◆ RECORDS FOR THIS TASK:
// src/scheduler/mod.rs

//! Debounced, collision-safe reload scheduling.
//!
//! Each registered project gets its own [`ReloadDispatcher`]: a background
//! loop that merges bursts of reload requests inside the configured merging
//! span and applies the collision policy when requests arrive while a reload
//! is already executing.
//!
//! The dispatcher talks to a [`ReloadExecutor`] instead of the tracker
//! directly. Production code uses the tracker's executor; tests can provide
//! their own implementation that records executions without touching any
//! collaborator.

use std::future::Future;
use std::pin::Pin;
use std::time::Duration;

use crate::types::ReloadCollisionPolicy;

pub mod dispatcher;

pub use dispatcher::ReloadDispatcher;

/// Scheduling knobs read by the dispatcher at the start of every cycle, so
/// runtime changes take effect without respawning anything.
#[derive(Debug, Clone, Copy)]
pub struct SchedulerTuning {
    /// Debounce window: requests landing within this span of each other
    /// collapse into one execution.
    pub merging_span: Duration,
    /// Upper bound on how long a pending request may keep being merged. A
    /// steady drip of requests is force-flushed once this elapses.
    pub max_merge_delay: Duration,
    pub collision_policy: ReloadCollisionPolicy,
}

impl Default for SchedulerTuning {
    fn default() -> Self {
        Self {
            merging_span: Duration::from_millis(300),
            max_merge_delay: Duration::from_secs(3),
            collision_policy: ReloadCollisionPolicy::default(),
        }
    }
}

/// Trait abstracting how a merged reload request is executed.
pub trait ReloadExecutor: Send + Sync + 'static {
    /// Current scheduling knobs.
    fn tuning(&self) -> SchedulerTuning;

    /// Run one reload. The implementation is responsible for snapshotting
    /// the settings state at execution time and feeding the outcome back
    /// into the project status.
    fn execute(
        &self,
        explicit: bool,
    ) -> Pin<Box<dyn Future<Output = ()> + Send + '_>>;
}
---
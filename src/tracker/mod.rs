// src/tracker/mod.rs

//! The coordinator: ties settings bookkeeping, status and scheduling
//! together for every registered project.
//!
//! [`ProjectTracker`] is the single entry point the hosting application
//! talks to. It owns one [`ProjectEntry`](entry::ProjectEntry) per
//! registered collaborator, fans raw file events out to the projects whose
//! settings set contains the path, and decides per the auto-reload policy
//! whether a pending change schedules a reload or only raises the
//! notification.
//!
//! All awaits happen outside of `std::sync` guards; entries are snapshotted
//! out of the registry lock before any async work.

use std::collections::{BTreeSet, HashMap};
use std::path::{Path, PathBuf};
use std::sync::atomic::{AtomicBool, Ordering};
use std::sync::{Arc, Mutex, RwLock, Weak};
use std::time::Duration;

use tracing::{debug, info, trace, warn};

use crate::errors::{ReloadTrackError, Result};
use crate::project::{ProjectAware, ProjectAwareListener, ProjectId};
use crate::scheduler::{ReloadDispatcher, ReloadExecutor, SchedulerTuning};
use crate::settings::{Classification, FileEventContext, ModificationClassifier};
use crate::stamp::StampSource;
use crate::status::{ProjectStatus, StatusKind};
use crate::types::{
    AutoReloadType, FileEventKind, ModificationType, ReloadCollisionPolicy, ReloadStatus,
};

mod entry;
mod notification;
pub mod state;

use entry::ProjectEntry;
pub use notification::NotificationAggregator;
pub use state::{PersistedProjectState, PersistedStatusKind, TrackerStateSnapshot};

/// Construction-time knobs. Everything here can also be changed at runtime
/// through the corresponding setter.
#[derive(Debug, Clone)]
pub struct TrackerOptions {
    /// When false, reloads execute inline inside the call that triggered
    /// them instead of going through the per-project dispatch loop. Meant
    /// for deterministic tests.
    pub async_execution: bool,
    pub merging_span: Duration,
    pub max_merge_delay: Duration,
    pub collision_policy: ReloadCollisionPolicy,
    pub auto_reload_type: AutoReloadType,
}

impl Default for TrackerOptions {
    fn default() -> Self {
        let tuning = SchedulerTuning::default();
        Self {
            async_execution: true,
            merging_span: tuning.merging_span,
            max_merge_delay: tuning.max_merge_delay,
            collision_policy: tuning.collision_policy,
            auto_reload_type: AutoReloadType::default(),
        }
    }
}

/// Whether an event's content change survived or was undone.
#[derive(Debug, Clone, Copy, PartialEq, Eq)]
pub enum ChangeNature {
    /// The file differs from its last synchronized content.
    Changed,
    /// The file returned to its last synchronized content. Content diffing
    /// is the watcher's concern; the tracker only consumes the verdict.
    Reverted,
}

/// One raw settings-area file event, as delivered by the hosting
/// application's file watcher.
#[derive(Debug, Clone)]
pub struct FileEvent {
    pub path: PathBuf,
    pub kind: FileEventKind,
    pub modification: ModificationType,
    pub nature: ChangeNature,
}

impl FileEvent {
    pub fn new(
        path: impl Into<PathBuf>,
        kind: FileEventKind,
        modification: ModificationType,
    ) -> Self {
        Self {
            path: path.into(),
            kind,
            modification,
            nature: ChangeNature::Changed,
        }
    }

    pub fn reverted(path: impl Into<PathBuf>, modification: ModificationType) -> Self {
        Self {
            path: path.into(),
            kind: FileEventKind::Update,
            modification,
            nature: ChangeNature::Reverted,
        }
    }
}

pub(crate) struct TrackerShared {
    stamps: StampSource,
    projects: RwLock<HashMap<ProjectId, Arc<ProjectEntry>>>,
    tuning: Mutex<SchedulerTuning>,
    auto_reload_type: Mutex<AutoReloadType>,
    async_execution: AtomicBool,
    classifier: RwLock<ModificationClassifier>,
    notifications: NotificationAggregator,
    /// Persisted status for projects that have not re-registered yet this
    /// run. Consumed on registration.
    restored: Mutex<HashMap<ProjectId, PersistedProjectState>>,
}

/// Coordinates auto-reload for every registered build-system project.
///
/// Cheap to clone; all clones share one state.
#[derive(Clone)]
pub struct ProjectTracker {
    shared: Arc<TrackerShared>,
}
---
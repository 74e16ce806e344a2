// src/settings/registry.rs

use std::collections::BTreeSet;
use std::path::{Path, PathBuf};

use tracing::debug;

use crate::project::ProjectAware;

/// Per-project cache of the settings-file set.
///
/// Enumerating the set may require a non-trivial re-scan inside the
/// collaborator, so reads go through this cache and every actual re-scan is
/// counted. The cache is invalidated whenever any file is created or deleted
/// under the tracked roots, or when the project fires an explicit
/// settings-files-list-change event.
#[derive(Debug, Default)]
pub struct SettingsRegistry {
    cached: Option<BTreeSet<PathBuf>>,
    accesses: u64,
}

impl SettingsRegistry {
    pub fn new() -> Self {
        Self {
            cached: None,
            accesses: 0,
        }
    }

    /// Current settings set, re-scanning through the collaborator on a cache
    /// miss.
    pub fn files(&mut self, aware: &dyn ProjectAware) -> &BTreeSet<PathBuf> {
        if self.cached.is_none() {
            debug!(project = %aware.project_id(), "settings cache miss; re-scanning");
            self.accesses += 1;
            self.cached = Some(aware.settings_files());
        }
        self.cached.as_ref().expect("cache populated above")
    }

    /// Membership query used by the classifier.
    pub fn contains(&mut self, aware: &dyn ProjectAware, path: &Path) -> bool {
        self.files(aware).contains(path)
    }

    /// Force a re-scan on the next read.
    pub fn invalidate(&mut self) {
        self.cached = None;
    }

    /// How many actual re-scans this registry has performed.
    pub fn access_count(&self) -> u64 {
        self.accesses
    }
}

◆ TASK TO CARRY OUT: Reproduce each line of the entries in which the word "contains" is found.

◆ RESPONSE:
//! settings set contains the path, and decides per the auto-reload policy
    pub fn contains(&mut self, aware: &dyn ProjectAware, path: &Path) -> bool {
        self.files(aware).contains(path)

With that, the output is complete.